The Bold Type reminds me of TV Land’s charming sitcom Younger, and not just because of their shared DNA. (The Bold Type merely owes a creative debt to Sex and the City; Younger was created by Darren Star.) Younger, too, acts as a peppy briefing book on the state of a somewhat faded creative field, dramatizing the book publishing industry with playful riffs on Marie Kondo or the hygge craze and creating a fictional, with-it imprint called, I kid you not, Millennial Press. But where Younger is content to dwell in a parallel universe where publishing is still a power center, The Bold Type is almost openly propagandistic, writing in what it considers misconceptions about Scarlet/Cosmo just to knock them down. From the pilot’s capstone speech, delivered by Jacqueline at an anniversary party: “To those of us who say we are still a fashion and beauty magazine, I say yes, yes we are. But for those of you who say we are just a fashion and beauty magazine, I say here’s the next great mascara to give you bigger eyes to see the world.” The Devil Wears Prada’s blue sweater speech it’s not, but it gets the point across loud and clear: There’s nothing wrong with being feminine and serious, especially when that combination proves good for sales and morale.

The show is a perfectly enjoyable piece of entertainment — the cheerful raiding of the fashion closet is always a pleasure, no matter whose closet it is — but clearly I have some skepticism toward The Bold Type’s core message, perhaps born of being too close to the source. (For example, I think the “smart and sexy” angle is undercut by Jane’s slate of assignments. Apparently Scarlet is running pieces about dissident artists like Kat’s friend, but Jane isn’t encouraged to write any of them.) Though the Coles connection is undeniable, Scarlet works as a stand-in for not just Cosmo, but an entire genre of newly woke, still-commercial magazines like Glamour, Seventeen, and Elle. These publications cannily recognize that rather than ignore social movements that threaten to invalidate them — body positivity, identity politics, political engagement — it’s best to co-opt and incorporate them alongside more traditional mainstays like beauty advice and celebrity coverage.

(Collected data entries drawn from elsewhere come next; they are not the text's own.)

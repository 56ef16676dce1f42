use crate::errors::DomainError;
use std::fmt;

/// The fake top-level label (e.g. `u`) whose names resolve locally.
///
/// One value is shared by the DNS dispatcher and the HTTP redirector so both
/// sides agree on the same suffix.
#[derive(Debug, Clone, PartialEq, Eq)]
pub struct PseudoDomain {
    label: String,
    fqdn_suffix: String,
    host_suffix: String,
}

impl PseudoDomain {
    pub fn new(label: &str) -> Result<Self, DomainError> {
        let label = label.trim();

        if label.is_empty() {
            return Err(DomainError::InvalidPseudoDomain(
                "label cannot be empty".to_string(),
            ));
        }
        if label.contains('.') || label.chars().any(|c| c.is_whitespace() || c.is_control()) {
            return Err(DomainError::InvalidPseudoDomain(format!(
                "'{}' must be a single label",
                label
            )));
        }

        Ok(Self {
            label: label.to_string(),
            fqdn_suffix: format!(".{}.", label),
            host_suffix: format!(".{}", label),
        })
    }

    pub fn label(&self) -> &str {
        &self.label
    }

    /// `".u."`, matched against fully-qualified question names.
    pub fn fqdn_suffix(&self) -> &str {
        &self.fqdn_suffix
    }

    /// `".u"`, stripped from HTTP Host values.
    pub fn host_suffix(&self) -> &str {
        &self.host_suffix
    }

    /// True when a fully-qualified name (trailing dot) sits under the
    /// pseudo-domain. DNS names compare ASCII case-insensitively.
    pub fn matches_fqdn(&self, name: &str) -> bool {
        let suffix = self.fqdn_suffix.as_bytes();
        let name = name.as_bytes();
        name.len() >= suffix.len() && name[name.len() - suffix.len()..].eq_ignore_ascii_case(suffix)
    }

    /// Removes one trailing `.u` from a Host value, literally. No case folding,
    /// no port trimming; a host without the suffix comes back unchanged.
    pub fn strip_host<'a>(&self, host: &'a str) -> &'a str {
        host.strip_suffix(self.host_suffix.as_str()).unwrap_or(host)
    }
}

impl Default for PseudoDomain {
    fn default() -> Self {
        Self {
            label: "u".to_string(),
            fqdn_suffix: ".u.".to_string(),
            host_suffix: ".u".to_string(),
        }
    }
}

impl fmt::Display for PseudoDomain {
    fn fmt(&self, f: &mut fmt::Formatter<'_>) -> fmt::Result {
        f.write_str(&self.label)
    }
}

Chief among this group is Teen Vogue, which earned so much condescendingly rapturous and/or condescendingly dismissive attention for political columns like “Donald Trump Is Gaslighting America” that it warranted correctives like “Teen Vogue’s Political Coverage Isn’t Surprising,” though it can also be found in the pages of Seventeen and Elle. It’s an approach that reads simultaneously like a good-faith attempt to address criticism and a savvy strategy for obviating any in the future — a strategy that The Bold Type exports to a medium that only amplifies the new party line’s reach. Scarlet is advocating for its own executive producer, of course, but in doing so, it’s presenting a broader vision of what the women’s magazine can symbolize here and now: relatable but still unattainable; democratic but still wish fulfilling. More than that, The Bold Type wants to convince us that the women’s magazine still can symbolize something. These days, that’s not a given.